ALINKA ECHEVERRÍA
NICÉPHORA
January 19 to February 19, 2017
It is the hidden aspects of media that should be taught: their invisibility gives them an irresistible power. We need to understand the form, and the nature of those forms.
Marshall McLuhan, 1977
Nicephora is a noisy work, an echo chamber where we perceive the steps and words of female presences that whisper to us their refusal to let themselves be enclosed in their image. Beyond the archetype – woman-sexual object, strong woman, romantic woman – they still tell us, they existed, similar and different, rich, complex, alive. Listen to the images reproduced, you will hear an American tennis player, an ancient Greek heroine, an anonymous young Berber woman, a TV presenter conversing. Between them, a male presence circulates, that of Nicéphore Niépce, inventor of photography. In an attempt to contain them all, the motif of the amphora returns, in image and in volume, linking Antiquity to our time. The amphora and its curves, container as well as screen, symbol of femininity and vehicle of narration: the amphora therefore to tell the story of woman through the history of its representations. The one who brings them together here in this dizzying conversation is Alinka Echeverría, an Anglo-Mexican artist born in 1981, laureate of the BMW Residency at the Nicéphore Niépce Museum in Chalon-sur-Saône, a residency of which this work is the fruit, or rather the rhizome, so many are its ramifications and its persistent vivacity, only asking to develop further.
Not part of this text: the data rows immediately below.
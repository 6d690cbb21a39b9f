//! RAOP player
//!
//! Accepts RTSP sessions from a sender, negotiates the UDP channels,
//! decrypts and decodes the audio stream and hands PCM to an
//! [`AudioSink`](crate::audio::AudioSink).

pub mod audio_pipeline;
pub mod channel;
pub mod config;
pub mod connection;
pub mod events;
pub mod negotiate;
pub mod parameters;
pub mod player;
pub mod sequence_tracker;
pub mod session;
pub mod timing;

#[cfg(test)]
mod tests;

pub use channel::{ChannelRole, ChannelSet, DiscardHandler, PacketHandler, RtpChannel};
pub use config::{ReceiverConfig, RtpPorts};
pub use connection::{ConnectionContext, RtspHandler, serve_connection};
pub use events::{EventSender, ServerEvent, event_channel};
pub use player::{PlayerFactory, PlayerServer};
pub use session::{PlayerContext, PlayerSession, SESSION_ID, SessionState};
//! NTP timestamps and RAOP timing packets

use super::packet::{RaopPayloadType, RtpDecodeError};
use std::time::{Duration, SystemTime, UNIX_EPOCH};

/// NTP epoch offset from Unix epoch (seconds from 1900 to 1970)
pub const NTP_EPOCH_OFFSET: u64 = 2_208_988_800;

/// NTP timestamp (64-bit: 32 seconds + 32 fraction)
#[derive(Debug, Clone, Copy, Default, PartialEq, Eq, Hash, PartialOrd, Ord)]
pub struct NtpTimestamp {
    /// Seconds since NTP epoch (Jan 1, 1900)
    pub seconds: u32,
    /// Fractional part of seconds (1/2^32 resolution)
    pub fraction: u32,
}

impl NtpTimestamp {
    /// Create from current system time
    #[must_use]
    pub fn now() -> Self {
        let since_epoch = SystemTime::now()
            .duration_since(UNIX_EPOCH)
            .unwrap_or(Duration::ZERO);
        Self::from_unix(since_epoch)
    }

    /// Create from a duration since the Unix epoch
    #[must_use]
    #[allow(clippy::cast_possible_truncation, reason = "NTP era wraps at 32 bits")]
    pub fn from_unix(since_epoch: Duration) -> Self {
        let seconds = since_epoch.as_secs() + NTP_EPOCH_OFFSET;
        let fraction = (u64::from(since_epoch.subsec_nanos()) << 32) / 1_000_000_000;
        Self {
            seconds: seconds as u32,
            fraction: fraction as u32,
        }
    }

    /// Create from 64-bit NTP timestamp
    #[must_use]
    #[allow(clippy::cast_possible_truncation, reason = "halves of a u64")]
    pub fn from_u64(value: u64) -> Self {
        Self {
            seconds: (value >> 32) as u32,
            fraction: value as u32,
        }
    }

    /// Convert to 64-bit NTP timestamp
    #[must_use]
    pub fn to_u64(&self) -> u64 {
        (u64::from(self.seconds) << 32) | u64::from(self.fraction)
    }

    /// Encode as 8 big-endian bytes
    #[must_use]
    pub fn encode(&self) -> [u8; 8] {
        self.to_u64().to_be_bytes()
    }

    /// Decode from the first 8 bytes of `buf`
    ///
    /// Missing bytes read as zero.
    #[must_use]
    pub fn decode(buf: &[u8]) -> Self {
        let mut raw = [0u8; 8];
        let n = buf.len().min(8);
        raw[..n].copy_from_slice(&buf[..n]);
        Self::from_u64(u64::from_be_bytes(raw))
    }

    /// Microseconds since the NTP epoch
    #[must_use]
    pub fn to_micros(&self) -> u64 {
        u64::from(self.seconds) * 1_000_000 + ((u64::from(self.fraction) * 1_000_000) >> 32)
    }

    /// Difference `self - other` in microseconds
    #[must_use]
    #[allow(clippy::cast_possible_wrap, reason = "NTP micros fit in i64")]
    pub fn diff_micros(&self, other: &Self) -> i64 {
        self.to_micros() as i64 - other.to_micros() as i64
    }
}

/// RAOP timing packet
///
/// Layout: `0x80, 0xD2|0xD3, seq(2), 0(4), reference(8), receive(8), send(8)`.
#[derive(Debug, Clone, Copy, PartialEq, Eq)]
pub struct TimingPacket {
    /// Request or response
    pub payload_type: RaopPayloadType,
    /// Sequence number
    pub sequence: u16,
    /// Reference time (for a response: the request's send time)
    pub reference_time: NtpTimestamp,
    /// Time the request was received
    pub receive_time: NtpTimestamp,
    /// Time this packet was sent
    pub send_time: NtpTimestamp,
}

impl TimingPacket {
    /// Timing packet size
    pub const SIZE: usize = 32;
    /// Byte offset of the reference time
    pub const REFERENCE_TIME_OFFSET: usize = 8;
    /// Byte offset of the receive time
    pub const RECEIVE_TIME_OFFSET: usize = 16;
    /// Byte offset of the send time
    pub const SEND_TIME_OFFSET: usize = 24;

    /// Create a timing request stamped with `send_time`
    #[must_use]
    pub fn request(sequence: u16, send_time: NtpTimestamp) -> Self {
        Self {
            payload_type: RaopPayloadType::TimingRequest,
            sequence,
            reference_time: NtpTimestamp::default(),
            receive_time: NtpTimestamp::default(),
            send_time,
        }
    }

    /// Create the response to `request`
    ///
    /// The response's reference time is the request's send time; peers match
    /// responses to requests on that identity.
    #[must_use]
    pub fn response_to(
        request: &TimingPacket,
        receive_time: NtpTimestamp,
        send_time: NtpTimestamp,
    ) -> Self {
        Self {
            payload_type: RaopPayloadType::TimingResponse,
            sequence: request.sequence,
            reference_time: request.send_time,
            receive_time,
            send_time,
        }
    }

    /// Encode to bytes
    #[must_use]
    pub fn encode(&self) -> [u8; Self::SIZE] {
        let mut buf = [0u8; Self::SIZE];
        buf[0] = 0x80;
        buf[1] = 0x80 | self.payload_type as u8;
        buf[2..4].copy_from_slice(&self.sequence.to_be_bytes());
        buf[8..16].copy_from_slice(&self.reference_time.encode());
        buf[16..24].copy_from_slice(&self.receive_time.encode());
        buf[24..32].copy_from_slice(&self.send_time.encode());
        buf
    }

    /// Decode a timing request or response
    ///
    /// # Errors
    ///
    /// Returns `RtpDecodeError` if the buffer is too small or is not a timing packet
    pub fn decode(buf: &[u8]) -> Result<Self, RtpDecodeError> {
        if buf.len() < Self::SIZE {
            return Err(RtpDecodeError::BufferTooSmall {
                needed: Self::SIZE,
                have: buf.len(),
            });
        }
        let payload_type = RaopPayloadType::of(buf)?;
        if !matches!(
            payload_type,
            RaopPayloadType::TimingRequest | RaopPayloadType::TimingResponse
        ) {
            return Err(RtpDecodeError::UnexpectedPayloadType(payload_type));
        }

        Ok(Self {
            payload_type,
            sequence: u16::from_be_bytes([buf[2], buf[3]]),
            reference_time: NtpTimestamp::decode(&buf[8..16]),
            receive_time: NtpTimestamp::decode(&buf[16..24]),
            send_time: NtpTimestamp::decode(&buf[24..32]),
        })
    }

    /// Raw 64-bit field at `offset`, without validating the payload type
    #[must_use]
    pub fn raw_time(datagram: &[u8], offset: usize) -> Option<u64> {
        let bytes: [u8; 8] = datagram.get(offset..offset + 8)?.try_into().ok()?;
        Some(u64::from_be_bytes(bytes))
    }

    /// Clock offset (remote - local) in microseconds from a response
    ///
    /// `arrival` is the local time the response arrived.
    /// offset = ((T2 - T1) + (T3 - T4)) / 2
    #[must_use]
    pub fn clock_offset(&self, arrival: NtpTimestamp) -> i64 {
        let t1 = self.reference_time;
        let t2 = self.receive_time;
        let t3 = self.send_time;
        (t2.diff_micros(&t1) + t3.diff_micros(&arrival)) / 2
    }

    /// Round-trip delay in microseconds from a response
    #[must_use]
    pub fn round_trip(&self, arrival: NtpTimestamp) -> i64 {
        arrival.diff_micros(&self.reference_time) - self.send_time.diff_micros(&self.receive_time)
    }
}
The context of realization is essential here. The artist takes the museum that welcomes her for the creative residency as the anchor point of her thought and its illustrious figure, Niépce, born Joseph and who renamed himself Nicephore, the Greek name for “the one who carries the victory”. The name also refers to an African butterfly, like those Alinka collected as a child. Photography – antiquity – collection, and between the three, Alinka Echeverría, a woman explorer who went to collect specimens. The artist does not flit from one idea or source to another. She collects and accumulates heterogeneous materials, letting their history, their context decant. From the butterflies pinned and arranged in a box from her childhood to these Berber women “laid down” on the paper of Combier postcards at the beginning of the 20th century and found in the collections of the Nicéphore Niépce museum, a first echo is formed in the rhizomatic spirit of Alinka Echeverría. That of a beauty subjected to the dull violence of its capture, of the fascination for the idea of exoticism, of the desire to categorize, to possess, that the image and the photography would come to fill. In Nicephora, the artist brings together photography – a contemporary vehicle for images – and ceramics.
Returning to the sources of the photographic medium, she examines the different media that have marked its history over the 200 years since its invention by Niépce: heliography, glass plate, phototype, heliogravure, solarization, photochromy, offset, anaglyph, televisual image, up to serigraphy on enamelled terracotta. In order to realize this morphing between the ancient form and the contemporary form, the artist extracts several pieces of the museum collection that she digitally places on vases, previously photographed on a colored background.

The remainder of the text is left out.